A friend on Twitter asked the following question:
Does the shortage of ventilators/mask[s] show the cruelty and inefficiency of capitalism? If so, would a centrally planned economy have better outcomes?
It’s nothing to do with capitalism being cruel or inefficient, and everything to do with what can happen when the profit motive is the main driver of private sector companies involved in the healthcare supply chain, and in healthcare provision.
That combined with incompetently led governments both at the federal level and in some states are why the United States finds itself leading the way in the number of [novel] coronavirus cases.
Even as the total of coronavirus cases worldwide has exceeded 1 million (as of April 2, 2020), it’s too easy to find people trying to use the pandemic in favor of their preferred ideology and against others. From my vantage point, no ideology is faring particularly well against coronavirus. Most of the countries at the top of the charts for total cases and new cases are democracies, but the top 10 also includes China (communist), the Islamic Republic of Iran, and Turkey (effectively a dictatorship).
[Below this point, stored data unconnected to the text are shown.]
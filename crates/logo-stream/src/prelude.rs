//! Common imports for typical client usage.
pub use crate::{
    AbortHandle, AbortOutcome, ClientConfig, CompletionSignal, DEFAULT_EXPECTED_TOTAL, Gallery,
    GenerationTask, LogoClient, LogoEvent, LogoStream, LogoStreamError, StreamEvent,
    StreamOptions, TaskId,
};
What the coronavirus is highlighting (in addition to the problem of allowing the profit motive to take primacy in healthcare) is the importance of competent government–regardless of what ideology they claim or operate under. Many articles (including this one) have pointed out that South Korea and the United States reported their first positive COVID-19 case on the same day. The differing results of their responses couldn’t be more stark. South Korea has a tiny fraction of COVID-19 deaths compared to the United States, and a very low number of new cases.